Extracted data entries:
'''

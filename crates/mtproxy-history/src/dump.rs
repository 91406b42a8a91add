//! Writes a registry snapshot to `log/<timestamp>_sort_by_{time,size}.log`,
//! grounded in `log_handler.py`'s `RequestTracker.dump`.

use std::fmt::Write as _;
use std::path::{Path, PathBuf};

use mtproxy_config::{HISTORY_DIR, HISTORY_DIVIDER_H1, HISTORY_DIVIDER_H2};
use tracing::debug;

use crate::types::{ConversationKind, Direction, RequestTrace};

#[derive(Debug, Clone, Copy, PartialEq, Eq)]
pub enum SortBy {
    Time,
    Size,
}

impl SortBy {
    fn label(self) -> &'static str {
        match self {
            SortBy::Time => "time",
            SortBy::Size => "size",
        }
    }
}

pub fn log_file_path(log_dir: &Path, timestamp: u64, sort_by: SortBy) -> PathBuf {
    log_dir.join(format!("{timestamp}_sort_by_{}.log", sort_by.label()))
}

pub fn default_log_dir(state_dir: &Path) -> PathBuf {
    state_dir.join(HISTORY_DIR)
}

/// Renders `traces` sorted by `sort_by` into the dump format and writes it
/// to `log_dir/<timestamp>_sort_by_<sort_by>.log`.
pub fn dump(log_dir: &Path, timestamp: u64, sort_by: SortBy, traces: &[RequestTrace]) -> std::io::Result<PathBuf> {
    let mut sorted: Vec<&RequestTrace> = traces.iter().collect();
    match sort_by {
        SortBy::Time => sorted.sort_by_key(|t| t.init_time),
        SortBy::Size => sorted.sort_by_key(|t| t.total_size()),
    }

    let text = render(&sorted);

    std::fs::create_dir_all(log_dir)?;
    let path = log_file_path(log_dir, timestamp, sort_by);
    std::fs::write(&path, text)?;
    debug!(path = %path.display(), traces = traces.len(), "wrote request history dump");
    Ok(path)
}

fn render(traces: &[&RequestTrace]) -> String {
    let mut out = String::new();
    for trace in traces {
        let size_mb = trace.total_size() as f64 / 1024.0 / 1024.0;
        let _ = writeln!(
            out,
            "Request {} - {} - {} - {:.2} MB",
            trace.id, trace.url, trace.init_time, size_mb
        );

        for conversation in &trace.conversations {
            let direction = match conversation.direction {
                Direction::FromClient => "FROM_CLIENT",
                Direction::FromServer => "FROM_SERVER",
            };
            let kind = match conversation.kind {
                ConversationKind::Header => "HEADER",
                ConversationKind::Data => "DATA",
            };
            let _ = writeln!(
                out,
                "{direction} - {kind} - {} - {}",
                conversation.length, conversation.at
            );
            out.push_str(HISTORY_DIVIDER_H2);
            out.push('\n');
            if let Some(bytes) = &conversation.header_bytes {
                out.push_str(&String::from_utf8_lossy(bytes));
            }
        }
        out.push_str(HISTORY_DIVIDER_H1);
        out.push('\n');
    }
    out
}

#[cfg(test)]
mod test {
    use super::*;
    use crate::types::Conversation;

    #[test]
    fn dump_writes_a_log_file_with_both_dividers() {
        let dir = tempfile::tempdir().unwrap();
        let mut trace = RequestTrace::new(0, "http://example.com/x");
        trace
            .conversations
            .push(Conversation::header(Direction::FromClient, b"GET / HTTP/1.1\r\n\r\n"));

        let path = dump(dir.path(), 1_700_000_000, SortBy::Time, std::slice::from_ref(&trace)).unwrap();
        let text = std::fs::read_to_string(path).unwrap();
        assert!(text.contains(HISTORY_DIVIDER_H1));
        assert!(text.contains(HISTORY_DIVIDER_H2));
        assert!(text.contains("GET / HTTP/1.1"));
    }

    #[test]
    fn sort_by_size_orders_smallest_first() {
        let mut small = RequestTrace::new(0, "http://example.com/small");
        small.conversations.push(Conversation::data(Direction::FromServer, 10));
        let mut big = RequestTrace::new(1, "http://example.com/big");
        big.conversations.push(Conversation::data(Direction::FromServer, 1000));

        let traces = vec![big.clone(), small.clone()];
        let mut sorted: Vec<&RequestTrace> = traces.iter().collect();
        sorted.sort_by_key(|t| t.total_size());
        assert_eq!(sorted[0].id, small.id);
    }
}
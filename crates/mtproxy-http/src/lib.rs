//! HTTP header codec: request-line/header parsing, `Range` parsing,
//! transfer-header filtering, and response synthesis. Grounded in
//! `utils.py`'s `decode_header`/`filter_transfer_headers` and
//! `http_handler.py`'s response framing.

mod errors;
mod filter;
mod headers;
mod parse;
mod range;
mod response;

pub use errors::{HttpError, Result};
pub use filter::filter_transfer_headers;
pub use headers::{canonicalize_name, HeaderMap};
pub use parse::{decode_header_bytes, find_header_boundary, parse_request, ParsedRequest};
pub use range::{parse_range_header, resolve_end, RangeRequest};
pub use response::{
    canonical_header_digest, content_range_header, synthesize_headers, synthesize_status_line,
};
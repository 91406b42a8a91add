//! The CA: root certificate management, leaf issuance, and CRL generation
//! for MITM TLS interception. See `cert_handler.py` / `generate_cert.py` /
//! `crl_server.py` for the behavior this generalizes.

mod crl;
mod errors;
mod keys;
mod leaf;
mod root;

pub use crl::{regenerate as regenerate_crl, CRL_VALIDITY};
pub use errors::{CaError, Result};
pub use leaf::{base_domain_of, get_or_issue_leaf, issue_leaf, IssuedLeaf, LEAF_VALIDITY};
pub use root::{default_paths, RootCa, ROOT_COMMON_NAME, ROOT_VALIDITY};
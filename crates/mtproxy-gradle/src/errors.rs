use std::path::PathBuf;

#[derive(thiserror::Error, Debug)]
pub enum GradleError {
    #[error("io error on {path}")]
    Io {
        path: PathBuf,
        #[source]
        source: std::io::Error,
    },
}

pub type Result<T> = std::result::Result<T, GradleError>;
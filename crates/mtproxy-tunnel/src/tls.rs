//! TLS wrapping on both sides of a CONNECT tunnel: the server side presents
//! a freshly issued leaf certificate to the client (MITM termination); the
//! client side dials the real origin with a standard web root store when
//! the state machine needs to tunnel TLS bytes through to it.

use std::io::Cursor;
use std::sync::Arc;

use rustls::pki_types::{CertificateDer, PrivateKeyDer, ServerName};
use rustls::{ClientConfig, RootCertStore, ServerConfig};
use tokio_rustls::{TlsAcceptor, TlsConnector};

use crate::errors::{Result, TunnelError};

/// Builds a [`TlsAcceptor`] presenting `leaf_pem` (chained to `root_pem`)
/// and signed with `key_pem`. Used once per CONNECT to terminate the
/// client's TLS handshake with a just-issued leaf.
pub fn server_acceptor(leaf_pem: &str, root_pem: &str, key_pem: &str) -> Result<TlsAcceptor> {
    let mut chain = parse_certs(leaf_pem)?;
    chain.extend(parse_certs(root_pem)?);
    let key = parse_key(key_pem)?;

    let config = ServerConfig::builder()
        .with_no_client_auth()
        .with_single_cert(chain, key)
        .map_err(|e| TunnelError::Tls(e.to_string()))?;

    Ok(TlsAcceptor::from(Arc::new(config)))
}

/// Builds a [`TlsConnector`] trusting the standard web root store, used
/// when the state machine TLS-wraps the outbound side of a tunnel whose
/// client channel was itself TLS.
pub fn client_connector() -> TlsConnector {
    let mut roots = RootCertStore::empty();
    roots.extend(webpki_roots::TLS_SERVER_ROOTS.iter().cloned());
    let config = ClientConfig::builder()
        .with_root_certificates(roots)
        .with_no_client_auth();
    TlsConnector::from(Arc::new(config))
}

pub fn server_name(host: &str) -> Result<ServerName<'static>> {
    ServerName::try_from(host.to_string()).map_err(|_| TunnelError::Tls(format!("invalid server name: {host}")))
}

fn parse_certs(pem: &str) -> Result<Vec<CertificateDer<'static>>> {
    rustls_pemfile::certs(&mut Cursor::new(pem.as_bytes()))
        .collect::<std::result::Result<Vec<_>, _>>()
        .map_err(|e| TunnelError::Tls(format!("failed to parse certificate PEM: {e}")))
}

fn parse_key(pem: &str) -> Result<PrivateKeyDer<'static>> {
    rustls_pemfile::private_key(&mut Cursor::new(pem.as_bytes()))
        .map_err(|e| TunnelError::Tls(format!("failed to parse private key PEM: {e}")))?
        .ok_or_else(|| TunnelError::Tls("no private key found in PEM".to_string()))
}
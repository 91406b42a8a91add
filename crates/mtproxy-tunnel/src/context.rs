//! The state every connection task shares: the single immutable
//! [`mtproxy_config::RuntimeConfig`] (a collapse of the source's
//! module-level mutable flags), the cache, the CA, the downloader, and the
//! history registry. Built once at startup and handed around behind an
//! [`Arc`] — never a mutable global.

use std::sync::Arc;
use std::time::Duration;

use mtproxy_ca::RootCa;
use mtproxy_cache::CacheStore;
use mtproxy_config::{RuntimeConfig, HEAD_PROBE_TIMEOUT};
use mtproxy_downloader::Downloader;
use mtproxy_history::HistoryRegistry;

pub struct ProxyState {
    pub config: Arc<RuntimeConfig>,
    pub cache: CacheStore,
    pub ca: Arc<RootCa>,
    pub downloader: Arc<Downloader>,
    pub history: Arc<HistoryRegistry>,
    /// Used only for the synchronous HEAD probe ahead of interception:
    /// no redirects, a fixed timeout.
    pub head_client: reqwest::Client,
}

impl ProxyState {
    pub fn new(
        config: Arc<RuntimeConfig>,
        cache: CacheStore,
        ca: Arc<RootCa>,
        downloader: Arc<Downloader>,
        history: Arc<HistoryRegistry>,
    ) -> reqwest::Result<Arc<Self>> {
        let head_client = build_head_client(HEAD_PROBE_TIMEOUT)?;
        Ok(Arc::new(Self {
            config,
            cache,
            ca,
            downloader,
            history,
            head_client,
        }))
    }
}

fn build_head_client(timeout: Duration) -> reqwest::Result<reqwest::Client> {
    reqwest::Client::builder()
        .redirect(reqwest::redirect::Policy::none())
        .timeout(timeout)
        .build()
}
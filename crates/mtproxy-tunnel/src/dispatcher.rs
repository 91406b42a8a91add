//! The accept loop: binds the proxy port and spawns one task per connection.
//! Grounded in `proxy_server.py`'s `ThreadingHTTPServer` subclass — a plain
//! accept-and-spawn loop, generalized from a thread per connection to a
//! tokio task per connection.

use std::sync::Arc;

use tokio::net::TcpListener;
use tracing::{debug, info};

use crate::connection::handle_connection;
use crate::context::ProxyState;
use crate::errors::Result;

/// Binds `bind_host:`[`mtproxy_config::PROXY_PORT`] and serves forever,
/// spawning a detached task per accepted connection.
pub async fn run(bind_host: &str, state: Arc<ProxyState>) -> Result<()> {
    let addr = format!("{bind_host}:{}", mtproxy_config::PROXY_PORT);
    let listener = TcpListener::bind(&addr).await?;
    info!(%addr, "mtm proxy listening");

    loop {
        let (socket, peer) = listener.accept().await?;
        debug!(%peer, "accepted connection");
        let state = state.clone();
        tokio::spawn(async move {
            handle_connection(socket, state).await;
        });
    }
}
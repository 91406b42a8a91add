#[derive(thiserror::Error, Debug)]
pub enum DownloaderError {
    #[error("request to origin failed")]
    Request(#[from] reqwest::Error),

    #[error("origin returned status {status} for bytes {start}-{end}")]
    BadStatus { status: u16, start: u64, end: u64 },

    #[error("chunk {start}-{end} expected {expected} bytes, got {got}")]
    LengthMismatch {
        start: u64,
        end: u64,
        expected: u64,
        got: u64,
    },

    #[error("cache error: {0}")]
    Cache(#[from] mtproxy_cache::CacheError),
}

pub type Result<T> = std::result::Result<T, DownloaderError>;
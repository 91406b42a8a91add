#[derive(thiserror::Error, Debug)]
pub enum Socks5Error {
    #[error("connection closed during negotiation")]
    ClosedDuringNegotiation,
    #[error("connection closed before request was fully received")]
    ClosedDuringRequest,
    #[error("unsupported SOCKS version: {0:#x}")]
    UnsupportedVersion(u8),
    #[error("no acceptable authentication methods offered")]
    NoAcceptableAuthMethod,
    #[error("unsupported address type: {0:#x}")]
    UnsupportedAddressType(u8),
    #[error("unsupported command: {0:#x}")]
    UnsupportedCommand(u8),
    #[error("invalid IPv6 address length: {0} bytes")]
    BadIpv6Length(usize),
    #[error(transparent)]
    Io(#[from] std::io::Error),
}

pub type Result<T> = std::result::Result<T, Socks5Error>;
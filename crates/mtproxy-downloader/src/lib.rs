//! Parallel range-based download accelerator. Schedules a byte range into
//! chunks, fetches them concurrently with retry/backoff, and streams them
//! back to a consumer strictly in arrival order while integrating with the
//! on-disk cache. Grounded in `downloader.py`'s
//! `improved_multi_thread_download`.

mod errors;
mod orchestrator;
mod schedule;
mod worker;

pub use errors::{DownloaderError, Result};
pub use orchestrator::{Downloader, RangeDownload};
pub use schedule::{build_schedule, chunk_size_for, ChunkDescriptor};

'''

In the data above, find the line with "conversation.length, conversation.at" and the line with "assert!(text.contains(HISTORY_DIVIDER_H1));". Retype both, plus every line between them, exactly.

*ANSWER SECTION:*
                conversation.length, conversation.at
            );
            out.push_str(HISTORY_DIVIDER_H2);
            out.push('\n');
            if let Some(bytes) = &conversation.header_bytes {
                out.push_str(&String::from_utf8_lossy(bytes));
            }
        }
        out.push_str(HISTORY_DIVIDER_H1);
        out.push('\n');
    }
    out
}

#[cfg(test)]
mod test {
    use super::*;
    use crate::types::Conversation;

    #[test]
    fn dump_writes_a_log_file_with_both_dividers() {
        let dir = tempfile::tempdir().unwrap();
        let mut trace = RequestTrace::new(0, "http://example.com/x");
        trace
            .conversations
            .push(Conversation::header(Direction::FromClient, b"GET / HTTP/1.1\r\n\r\n"));

        let path = dump(dir.path(), 1_700_000_000, SortBy::Time, std::slice::from_ref(&trace)).unwrap();
        let text = std::fs::read_to_string(path).unwrap();
        assert!(text.contains(HISTORY_DIVIDER_H1));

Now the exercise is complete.